Open Source or No?

Free/Open Source Software (FOSS) has taken the world by storm. Startups everywhere have built their businesses upon a foundation of FOSS products, with the LAMP (Linux-Apache-MySQL-Perl/PHP/Python) platform being the best-known among them, and some have gone beyond using FOSS to producing it. Even some of the more traditional, established companies are contributing to existing FOSS projects and releasing their own products as FOSS.

Going open source can bring major benefits for your software and your company, but it can also invite disaster if you’re not familiar with both the concepts and the culture behind it. So let’s clear up some of the common misconceptions surrounding open source:

You Still Own Your Code

Whatever code you write (or pay someone to write for you as a “work for hire”) belongs to you, unless other arrangements are made. As the owner of the copyright on that code, you will never be legally bound by the terms of the code’s license, so you will still be able to use it in whatever non-open way you might desire.

Until you accept someone else’s patch.

If you release a FOSS project and I submit code for it, then I still own the copyright on my submission. By incorporating my changes into your project, you become bound by the project’s licensing terms because you no longer own the whole thing. The one exception to this is if I assign rights over my contribution to you above and beyond those in the FOSS license, most often through the use of a Contributor License Agreement.

You Can Sell FOSS

FOSS licenses place no restrictions on who can distribute the software covered by the license or how. Their restrictions apply to those who make changes to it. Depending on the license, anyone making modifications may be required to do such things as:

  • make the source code available to anyone they distribute the software to
  • provide attribution to the original author
  • submit the changes back to the original author

 
Even if you are subject to the FOSS license, you can still sell or give the software to whoever you like. But they can also sell or give it to whoever they like, so the cost will tend to drop to zero rather quickly unless you can provide some additional value to encourage people to pay you for your version when they can get it free (and legally) from someone else.

One common way of doing this is to make use of a Contributor License Agreement, as mentioned above, which allows the original copyright holder to sell the project under a commercial license in addition to free distribution under a FOSS license.

Open Source Is Sharing

Open source is not a gimmick for getting programmers around the world to write a program for free which you can then turn around and sell. Unless the programmers gain some benefit from contributing to your project, they are unlikely to do so and, worse, you may get bad press in the FOSS community for trying to take advantage of them.

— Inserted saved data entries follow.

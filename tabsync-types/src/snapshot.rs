//! Sync snapshots — the unit exchanged with remote storage.
//!
//! A snapshot is one device's serialized tab set plus device and timing
//! metadata. Remote storage always holds a single collapsed snapshot,
//! even if many devices have contributed to it over time.

use crate::{DeviceId, TabSet, Timestamp};
use serde::{Deserialize, Serialize};
use std::fmt;

/// Normalized platform family, derived from the free-form platform string
/// a device reports. Used only for advisory platform-difference detection.
#[derive(Debug, Clone, Copy, PartialEq, Eq, Hash, Serialize, Deserialize)]
#[serde(rename_all = "lowercase")]
pub enum PlatformFamily {
    Mac,
    Windows,
    Linux,
    Mobile,
    Other,
}

impl PlatformFamily {
    /// Normalizes a free-form platform string ("macOS 15.2", "Win32",
    /// "Android 14", ...) into a family.
    #[must_use]
    pub fn from_platform(platform: &str) -> Self {
        let p = platform.to_ascii_lowercase();
        if p.contains("mac") || p.contains("darwin") || p.contains("os x") {
            Self::Mac
        } else if p.contains("win") {
            Self::Windows
        } else if p.contains("android") || p.contains("ios") || p.contains("mobile") {
            Self::Mobile
        } else if p.contains("linux") || p.contains("cros") {
            Self::Linux
        } else {
            Self::Other
        }
    }
}

impl fmt::Display for PlatformFamily {
    fn fmt(&self, f: &mut fmt::Formatter<'_>) -> fmt::Result {
        let name = match self {
            Self::Mac => "mac",
            Self::Windows => "windows",
            Self::Linux => "linux",
            Self::Mobile => "mobile",
            Self::Other => "other",
        };
        write!(f, "{name}")
    }
}

/// Metadata describing the device that produced a snapshot.
#[derive(Debug, Clone, PartialEq, Serialize, Deserialize)]
pub struct DeviceMetadata {
    /// The device's ID.
    pub device_id: DeviceId,
    /// Human-readable device name.
    pub name: String,
    /// Free-form platform string as reported by the device.
    pub platform: String,
}

impl DeviceMetadata {
    /// Creates device metadata.
    #[must_use]
    pub fn new(device_id: DeviceId, name: impl Into<String>, platform: impl Into<String>) -> Self {
        Self {
            device_id,
            name: name.into(),
            platform: platform.into(),
        }
    }

    /// The normalized platform family.
    #[must_use]
    pub fn platform_family(&self) -> PlatformFamily {
        PlatformFamily::from_platform(&self.platform)
    }
}

/// A device's tab set at one instant, plus metadata — the unit stored
/// and retrieved remotely.
#[derive(Debug, Clone, PartialEq, Serialize, Deserialize)]
pub struct SyncSnapshot {
    /// Device that produced the snapshot.
    pub device_id: DeviceId,
    /// When the snapshot was taken.
    pub timestamp: Timestamp,
    /// The tabs.
    pub tabs: TabSet,
    /// Device metadata.
    pub device: DeviceMetadata,
}

impl SyncSnapshot {
    /// Creates a snapshot of the given tab set.
    #[must_use]
    pub fn new(device: DeviceMetadata, tabs: TabSet, timestamp: Timestamp) -> Self {
        Self {
            device_id: device.device_id,
            timestamp,
            tabs,
            device,
        }
    }

    /// Serializes the snapshot to JSON bytes.
    pub fn to_json(&self) -> Result<Vec<u8>, serde_json::Error> {
        serde_json::to_vec(self)
    }

    /// Deserializes a snapshot from JSON bytes.
    pub fn from_json(bytes: &[u8]) -> Result<Self, serde_json::Error> {
        serde_json::from_slice(bytes)
    }
}
//! Conflict model.
//!
//! A `Conflict` is one detected divergence between the local and remote
//! tab sets. Its `ConflictDetail` payload carries everything a resolver
//! or presenter needs: the subtype, the tabs involved, and the evidence
//! the detector gathered. Conflicts serialize with a `subtype` tag so
//! presenters on other platforms can dispatch without knowing the Rust
//! enum layout.

use crate::resolution::ResolutionStrategy;
use serde::{Deserialize, Serialize};
use std::fmt;
use tabsync_types::{ConflictId, DeviceId, Tab, Timestamp, WindowId};

/// How severe a conflict is, on a closed three-level scale.
///
/// Ordering follows rank: `Low < Medium < High`.
#[derive(Debug, Clone, Copy, PartialEq, Eq, PartialOrd, Ord, Hash, Serialize, Deserialize)]
#[serde(rename_all = "lowercase")]
pub enum Severity {
    Low,
    Medium,
    High,
}

impl Severity {
    /// Numeric rank: 1, 2, or 3.
    #[must_use]
    pub fn rank(&self) -> u8 {
        match self {
            Self::Low => 1,
            Self::Medium => 2,
            Self::High => 3,
        }
    }
}

impl fmt::Display for Severity {
    fn fmt(&self, f: &mut fmt::Formatter<'_>) -> fmt::Result {
        let name = match self {
            Self::Low => "low",
            Self::Medium => "medium",
            Self::High => "high",
        };
        write!(f, "{name}")
    }
}

/// Top-level conflict category. Each detection pass produces conflicts
/// of exactly one kind; the merge engine processes kinds in a fixed
/// order.
#[derive(Debug, Clone, Copy, PartialEq, Eq, Hash, Serialize, Deserialize)]
#[serde(rename_all = "snake_case")]
pub enum ConflictKind {
    Timestamp,
    TabMetadata,
    Structural,
    Device,
}

impl ConflictKind {
    /// Stable lowercase name, used for record serialization and for
    /// deterministic kind-name ordering in the prioritizer.
    #[must_use]
    pub fn name(&self) -> &'static str {
        match self {
            Self::Timestamp => "timestamp",
            Self::TabMetadata => "tab_metadata",
            Self::Structural => "structural",
            Self::Device => "device",
        }
    }
}

impl fmt::Display for ConflictKind {
    fn fmt(&self, f: &mut fmt::Formatter<'_>) -> fmt::Result {
        write!(f, "{}", self.name())
    }
}

/// A tab field that can diverge between two copies of the same URL.
#[derive(Debug, Clone, Copy, PartialEq, Eq, Hash, Serialize, Deserialize)]
#[serde(rename_all = "snake_case")]
pub enum TabField {
    Title,
    Pinned,
    Index,
    WindowId,
}

impl TabField {
    /// Severity weight of a divergence in this field. Window membership
    /// is the most disruptive change; position within a window the least.
    #[must_use]
    pub fn weight(&self) -> u8 {
        match self {
            Self::WindowId => 3,
            Self::Pinned | Self::Title => 2,
            Self::Index => 1,
        }
    }
}

/// One tab's window membership differing between sides.
#[derive(Debug, Clone, PartialEq, Serialize, Deserialize)]
pub struct TabMove {
    /// URL of the moved tab.
    pub url: String,
    /// Window the tab occupies locally.
    pub local_window: WindowId,
    /// Window the tab occupies remotely.
    pub remote_window: WindowId,
}

/// Subtype-specific payload of a conflict.
///
/// Serialized with a `subtype` tag and a `details` body, so external
/// presenters can match on the tag string.
#[derive(Debug, Clone, PartialEq, Serialize, Deserialize)]
#[serde(tag = "subtype", content = "details", rename_all = "snake_case")]
pub enum ConflictDetail {
    /// Both sides modified within the concurrency window.
    ConcurrentModification {
        local_ts: Timestamp,
        remote_ts: Timestamp,
    },
    /// The local set has not changed for longer than the staleness bound.
    StaleLocal { age_ms: u64 },
    /// The remote snapshot has not changed for longer than the staleness bound.
    StaleRemote { age_ms: u64 },
    /// The same URL exists on both sides with diverged metadata.
    Modified {
        url: String,
        local: Tab,
        remote: Tab,
        changed_fields: Vec<TabField>,
    },
    /// A URL appears more than once across the combined sets.
    Duplicate {
        url: String,
        tabs: Vec<Tab>,
        devices: Vec<DeviceId>,
    },
    /// The two sides organize tabs into different numbers of windows.
    WindowCount { local: usize, remote: usize },
    /// A window's shared tabs appear in different orders on each side.
    TabOrder {
        window_id: WindowId,
        local_order: Vec<String>,
        remote_order: Vec<String>,
        common: Vec<String>,
        local_only: Vec<String>,
        remote_only: Vec<String>,
    },
    /// A URL is pinned on one side and unpinned on the other.
    PinnedStatus { url: String, pinned_locally: bool },
    /// Shared tabs live in different windows on each side.
    WindowOrganization { moves: Vec<TabMove> },
    /// Local and remote snapshots claim the same device ID.
    SameDeviceId { device_id: DeviceId },
    /// The two sides run on different platform families. Advisory only.
    PlatformDifference { local: String, remote: String },
}

impl ConflictDetail {
    /// The category this detail belongs to.
    #[must_use]
    pub fn kind(&self) -> ConflictKind {
        match self {
            Self::ConcurrentModification { .. } | Self::StaleLocal { .. } | Self::StaleRemote { .. } => {
                ConflictKind::Timestamp
            }
            Self::Modified { .. } | Self::Duplicate { .. } => ConflictKind::TabMetadata,
            Self::WindowCount { .. }
            | Self::TabOrder { .. }
            | Self::PinnedStatus { .. }
            | Self::WindowOrganization { .. } => ConflictKind::Structural,
            Self::SameDeviceId { .. } | Self::PlatformDifference { .. } => ConflictKind::Device,
        }
    }

    /// Stable subtype tag, matching the serialized `subtype` field.
    #[must_use]
    pub fn subtype(&self) -> &'static str {
        match self {
            Self::ConcurrentModification { .. } => "concurrent_modification",
            Self::StaleLocal { .. } => "stale_local",
            Self::StaleRemote { .. } => "stale_remote",
            Self::Modified { .. } => "modified",
            Self::Duplicate { .. } => "duplicate",
            Self::WindowCount { .. } => "window_count",
            Self::TabOrder { .. } => "tab_order",
            Self::PinnedStatus { .. } => "pinned_status",
            Self::WindowOrganization { .. } => "window_organization",
            Self::SameDeviceId { .. } => "same_device_id",
            Self::PlatformDifference { .. } => "platform_difference",
        }
    }

    /// Strategies a presenter may legally choose for this subtype. The
    /// first entry is the default; `Manual` is always available.
    #[must_use]
    pub fn candidate_strategies(&self) -> &'static [ResolutionStrategy] {
        use ResolutionStrategy as S;
        match self {
            Self::ConcurrentModification { .. } => &[
                S::LocalWins,
                S::RemoteWins,
                S::PreserveBoth,
                S::UseNewer,
                S::Manual,
            ],
            Self::StaleLocal { .. } => &[S::RemoteWins, S::LocalWins, S::Manual],
            Self::StaleRemote { .. } => &[S::LocalWins, S::RemoteWins, S::Manual],
            Self::Modified { .. } => &[S::MergeMetadata, S::LocalWins, S::RemoteWins, S::Manual],
            Self::Duplicate { .. } => &[
                S::KeepNewest,
                S::KeepLocal,
                S::KeepRemote,
                S::KeepAll,
                S::Manual,
            ],
            Self::WindowCount { .. } => &[S::MergeWindows, S::LocalWins, S::RemoteWins, S::Manual],
            Self::TabOrder { .. } => &[S::LocalOrder, S::RemoteOrder, S::Manual],
            Self::PinnedStatus { .. } => &[S::KeepPinned, S::RemovePin, S::Manual],
            Self::WindowOrganization { .. } => &[
                S::LocalOrganization,
                S::RemoteOrganization,
                S::MergeSmart,
                S::Manual,
            ],
            Self::SameDeviceId { .. } => &[S::RegenerateDeviceId, S::Manual],
            Self::PlatformDifference { .. } => &[
                S::PlatformAwareMerge,
                S::LocalWins,
                S::RemoteWins,
                S::Manual,
            ],
        }
    }

    /// The URL this conflict is about, when it concerns a single tab.
    #[must_use]
    pub fn url(&self) -> Option<&str> {
        match self {
            Self::Modified { url, .. }
            | Self::Duplicate { url, .. }
            | Self::PinnedStatus { url, .. } => Some(url),
            _ => None,
        }
    }
}

/// One detected divergence between the local and remote tab sets.
#[derive(Debug, Clone, PartialEq, Serialize, Deserialize)]
pub struct Conflict {
    /// Unique, time-ordered identifier.
    pub id: ConflictId,
    /// Assigned severity.
    pub severity: Severity,
    /// Human-readable one-line description.
    pub description: String,
    /// Subtype-specific payload.
    pub detail: ConflictDetail,
}

impl Conflict {
    /// Creates a conflict with a fresh ID.
    #[must_use]
    pub fn new(severity: Severity, description: impl Into<String>, detail: ConflictDetail) -> Self {
        Self {
            id: ConflictId::new(),
            severity,
            description: description.into(),
            detail,
        }
    }

    /// The conflict's category.
    #[must_use]
    pub fn kind(&self) -> ConflictKind {
        self.detail.kind()
    }

    /// The conflict's subtype tag.
    #[must_use]
    pub fn subtype(&self) -> &'static str {
        self.detail.subtype()
    }

    /// The URL this conflict is about, if any.
    #[must_use]
    pub fn url(&self) -> Option<&str> {
        self.detail.url()
    }
}

#[cfg(test)]
mod tests {
    use super::*;

    #[test]
    fn severity_orders_by_rank() {
        assert!(Severity::Low < Severity::Medium);
        assert!(Severity::Medium < Severity::High);
        assert_eq!(Severity::High.rank(), 3);
    }

    #[test]
    fn detail_kind_assignment() {
        let d = ConflictDetail::StaleLocal { age_ms: 1 };
        assert_eq!(d.kind(), ConflictKind::Timestamp);

        let d = ConflictDetail::WindowOrganization { moves: vec![] };
        assert_eq!(d.kind(), ConflictKind::Structural);

        let d = ConflictDetail::SameDeviceId {
            device_id: DeviceId::new(),
        };
        assert_eq!(d.kind(), ConflictKind::Device);
    }

    #[test]
    fn every_subtype_offers_manual() {
        let details = [
            ConflictDetail::ConcurrentModification {
                local_ts: Timestamp::ZERO,
                remote_ts: Timestamp::ZERO,
            },
            ConflictDetail::StaleLocal { age_ms: 0 },
            ConflictDetail::StaleRemote { age_ms: 0 },
            ConflictDetail::Duplicate {
                url: "https://example.com".into(),
                tabs: vec![],
                devices: vec![],
            },
            ConflictDetail::WindowCount { local: 1, remote: 2 },
            ConflictDetail::PinnedStatus {
                url: "https://example.com".into(),
                pinned_locally: true,
            },
            ConflictDetail::WindowOrganization { moves: vec![] },
            ConflictDetail::SameDeviceId {
                device_id: DeviceId::new(),
            },
            ConflictDetail::PlatformDifference {
                local: "mac".into(),
                remote: "windows".into(),
            },
        ];
        for d in &details {
            assert!(
                d.candidate_strategies().contains(&ResolutionStrategy::Manual),
                "{} lacks manual escape hatch",
                d.subtype()
            );
        }
    }

    #[test]
    fn subtype_tag_round_trips() {
        let detail = ConflictDetail::PinnedStatus {
            url: "https://example.com".into(),
            pinned_locally: true,
        };
        let json = serde_json::to_value(&detail).unwrap();
        assert_eq!(json["subtype"], "pinned_status");
        let back: ConflictDetail = serde_json::from_value(json).unwrap();
        assert_eq!(back, detail);
    }

    #[test]
    fn field_weights() {
        assert_eq!(TabField::WindowId.weight(), 3);
        assert_eq!(TabField::Pinned.weight(), 2);
        assert_eq!(TabField::Title.weight(), 2);
        assert_eq!(TabField::Index.weight(), 1);
    }
}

For this reason, FOSS licensing tends to work better for software which potential developers are likely to run on their own computers, not for the custom portions of an online service or other “unique” offering that’s intended to only run in one place.

I recently advised someone who wanted to set up a web-based service and sell subscriptions for access, but also to make it open source so that outside developers would contribute and improve on it. Although basing the commodity portions of such a system on existing FOSS projects works extremely well - that’s the heart of LAMP, after all - trying to present the service itself as FOSS would have gone quite poorly.

I explained that developers would have no reason to make free contributions to his for-pay service and, even if they did, they would need to set up their own working installations of the service to develop against, at which point they would be in a position to compete against him by offering the same service at no cost. This was a case for which FOSS was simply not well-suited to his objectives.

 
Have you considered using FOSS licenses for any of your projects or do you have further questions about FOSS which have not been addressed here?